Дандоло поднялся по узким приморским улочкам вверх по склону к Влахернскому дворцу. Он с горечью и болью убедился в том, что Константинополь охвачен страхом, смятением и отчаянием. В глаза бросались осиротевшие лавки и дома, необычная тишина и запустение. Словно город умирал.
Когда Джулиано добрался до дворца, его остановила варяжская стража. Они ни за что не обратятся в бегство, останутся на посту до тех пор, пока их не изрубят на куски.
– Джулиано Дандоло, – сказал он, привлекая к себе внимание. – Час назад высадился на берег, прибыл из Мессины. Привез хорошие новости для его величества. Пожалуйста, отведите меня к Никифорасу.
Первый охранник, огромный человек со светлыми волосами и голубыми глазами, был очень удивлен:
– Хорошие новости?
– Отличные. Ты ожидаешь, что я расскажу тебе о них, прежде чем сообщу императору?
Джулиано нашел Никифораса в его покоях. Евнух в одиночестве стоял посреди комнаты. На маленьком столе лежали хлеб и фрукты. Никифорас выглядел гораздо старше, чем когда Джулиано видел его в последний раз. Несмотря на желание поделиться с ним хорошими новостями, венецианец остро ощутил щемящее одиночество Никифораса.
– Хочешь поесть с дороги? Или вина? – спросил гостя евнух.
Джулиано знал, что выглядит измученным, но не мог сдержать улыбку. Он ведь приготовил такой сюрприз!

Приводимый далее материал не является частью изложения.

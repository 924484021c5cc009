//! Bit-set newtypes for engine flags.

/// Declares a `u32` bit-set newtype with named constants, set operators and
/// a `Debug` impl that lists the set names.
macro_rules! flag_set {
    (
        $(#[$meta:meta])*
        pub struct $name:ident {
            $( $(#[$fmeta:meta])* const $flag:ident = $value:expr; )*
        }
    ) => {
        $(#[$meta])*
        #[derive(Clone, Copy, PartialEq, Eq, Hash, Default)]
        pub struct $name(u32);

        impl $name {
            $( $(#[$fmeta])* pub const $flag: $name = $name($value); )*

            const NAMED: &'static [(&'static str, $name)] = &[$( (stringify!($flag), $name::$flag) ),*];

            pub const fn empty() -> Self {
                $name(0)
            }

            pub const fn from_bits(bits: u32) -> Self {
                $name(bits)
            }

            pub const fn bits(&self) -> u32 {
                self.0
            }

            pub const fn is_empty(&self) -> bool {
                self.0 == 0
            }

            /// True when every bit of `other` is set in `self`.
            pub const fn contains(&self, other: $name) -> bool {
                self.0 & other.0 == other.0
            }
        }

        impl std::ops::BitOr for $name {
            type Output = $name;

            fn bitor(self, rhs: $name) -> $name {
                $name(self.0 | rhs.0)
            }
        }

        impl std::ops::BitOrAssign for $name {
            fn bitor_assign(&mut self, rhs: $name) {
                self.0 |= rhs.0;
            }
        }

        impl std::ops::BitAnd for $name {
            type Output = $name;

            fn bitand(self, rhs: $name) -> $name {
                $name(self.0 & rhs.0)
            }
        }

        impl std::fmt::Debug for $name {
            fn fmt(&self, f: &mut std::fmt::Formatter<'_>) -> std::fmt::Result {
                let mut names = $name::NAMED
                    .iter()
                    .filter(|(_, flag)| !flag.is_empty() && self.contains(*flag))
                    .map(|(name, _)| *name)
                    .peekable();
                if names.peek().is_none() {
                    return write!(f, "{}({:#x})", stringify!($name), self.0);
                }
                write!(f, "{}(", stringify!($name))?;
                let mut first = true;
                for name in names {
                    if !first {
                        f.write_str(" | ")?;
                    }
                    f.write_str(name)?;
                    first = false;
                }
                f.write_str(")")
            }
        }
    };
}

pub(crate) use flag_set;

– Флот крестоносцев повержен, – сказал венецианец вместо ответа. – Сгорел в гавани Мессины. Теперь Карл Анжуйский не отправит его в Византию, или Иерусалим, или еще куда-нибудь. Останки кораблей покоятся на дне моря.
Никифорас уставился на него. Его лицо посветлело от радости.

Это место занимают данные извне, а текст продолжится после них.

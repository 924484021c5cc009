//! Frame framing shared by the engines.
//!
//! Every compressed frame starts with a 3-byte little-endian frame tag:
//!
//! | bits  | field                                  |
//! |-------|----------------------------------------|
//! | 0     | frame type (0 = key frame)             |
//! | 1..4  | version                                |
//! | 4     | show frame                             |
//! | 5..24 | first partition size                   |
//!
//! Key frames follow the tag with the start code `9d 01 2a` and two 16-bit
//! little-endian words holding a 14-bit dimension and a 2-bit scale.

use super::StreamInfo;
use crate::common::constants::geometry::MAX_DIMENSION;
use crate::error::Status;

pub const FRAME_TAG_LEN: usize = 3;
pub const KEYFRAME_START_CODE: [u8; 3] = [0x9d, 0x01, 0x2a];
pub const KEYFRAME_HEADER_LEN: usize = 10;
const MAX_PARTITION_SIZE: u32 = 0x7_ffff;

/// Decoded frame tag, plus dimensions for key frames.
#[derive(Debug, Clone, Copy, PartialEq, Eq)]
pub struct FrameHeader {
    pub keyframe: bool,
    pub version: u8,
    pub show_frame: bool,
    pub first_part_size: u32,
    /// Coded width; 0 on inter frames
    pub width: u32,
    /// Coded height; 0 on inter frames
    pub height: u32,
    pub horizontal_scale: u8,
    pub vertical_scale: u8,
}

impl FrameHeader {
    pub fn key(width: u32, height: u32) -> Self {
        FrameHeader {
            keyframe: true,
            version: 0,
            show_frame: true,
            first_part_size: 0,
            width,
            height,
            horizontal_scale: 0,
            vertical_scale: 0,
        }
    }

    pub fn inter() -> Self {
        FrameHeader {
            keyframe: false,
            ..FrameHeader::key(0, 0)
        }
    }

    /// Bytes this header occupies.
    pub fn encoded_len(&self) -> usize {
        if self.keyframe {
            KEYFRAME_HEADER_LEN
        } else {
            FRAME_TAG_LEN
        }
    }

    pub fn write(&self, out: &mut Vec<u8>) {
        let tag = u32::from(!self.keyframe)
            | (u32::from(self.version & 0x7) << 1)
            | (u32::from(self.show_frame) << 4)
            | (self.first_part_size.min(MAX_PARTITION_SIZE) << 5);
        out.extend_from_slice(&tag.to_le_bytes()[..FRAME_TAG_LEN]);

        if self.keyframe {
            out.extend_from_slice(&KEYFRAME_START_CODE);
            let w = (self.width & MAX_DIMENSION) as u16 | (u16::from(self.horizontal_scale) << 14);
            let h = (self.height & MAX_DIMENSION) as u16 | (u16::from(self.vertical_scale) << 14);
            out.extend_from_slice(&w.to_le_bytes());
            out.extend_from_slice(&h.to_le_bytes());
        }
    }

    /// Parses the header at the start of `data`.
    ///
    /// # Errors
    ///
    /// `UnsupBitstream` for truncated input or a bad start code,
    /// `CorruptFrame` for a key frame with zero width or height.
    pub fn parse(data: &[u8]) -> Result<Self, Status> {
        if data.len() < FRAME_TAG_LEN {
            return Err(Status::UnsupBitstream);
        }
        let tag = u32::from(data[0]) | (u32::from(data[1]) << 8) | (u32::from(data[2]) << 16);
        let mut header = FrameHeader {
            keyframe: tag & 0x1 == 0,
            version: ((tag >> 1) & 0x7) as u8,
            show_frame: (tag >> 4) & 0x1 == 1,
            first_part_size: (tag >> 5) & MAX_PARTITION_SIZE,
            width: 0,
            height: 0,
            horizontal_scale: 0,
            vertical_scale: 0,
        };
        if !header.keyframe {
            return Ok(header);
        }

        if data.len() < KEYFRAME_HEADER_LEN || data[3..6] != KEYFRAME_START_CODE {
            return Err(Status::UnsupBitstream);
        }
        let w = u16::from_le_bytes([data[6], data[7]]);
        let h = u16::from_le_bytes([data[8], data[9]]);
        header.width = u32::from(w) & MAX_DIMENSION;
        header.height = u32::from(h) & MAX_DIMENSION;
        header.horizontal_scale = (w >> 14) as u8;
        header.vertical_scale = (h >> 14) as u8;
        if header.width == 0 || header.height == 0 {
            return Err(Status::CorruptFrame);
        }
        Ok(header)
    }
}

/// Stream info of a key frame payload.
///
/// Inter frames carry no geometry and are rejected with `UnsupBitstream`,
/// as is anything shorter than a key frame header.
pub fn peek_stream_info(data: &[u8]) -> Result<StreamInfo, Status> {
    if data.len() < KEYFRAME_HEADER_LEN {
        return Err(Status::UnsupBitstream);
    }
    let header = FrameHeader::parse(data)?;
    if !header.keyframe {
        return Err(Status::UnsupBitstream);
    }
    Ok(StreamInfo {
        width: header.width,
        height: header.height,
        is_keyframe: true,
    })
}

– Ты… уверен? – прошептал он.
– Абсолютно. – Голос Дандоло дрожал от внутреннего напряжения. – Я видел это своими глазами. И был одним их тех, кто его поджег. Никогда не забуду этого, пока жив. Когда стал взрываться «греческий огонь», который хранился в трюмах, вся гавань превратилась в настоящее пекло.
Никифорас раскинул руки и сжал Джулиано в объятиях с такой силой, что чуть не задушил его. Венецианец не подозревал, что евнух способен на такое. На глазах у Никифораса блестели слезы.
– Мы должны сказать об этом императору!
Некогда было ждать, пока Михаил примет их в подобающей обстановке в тронном зале. Они прошли мимо варягов в императорские покои.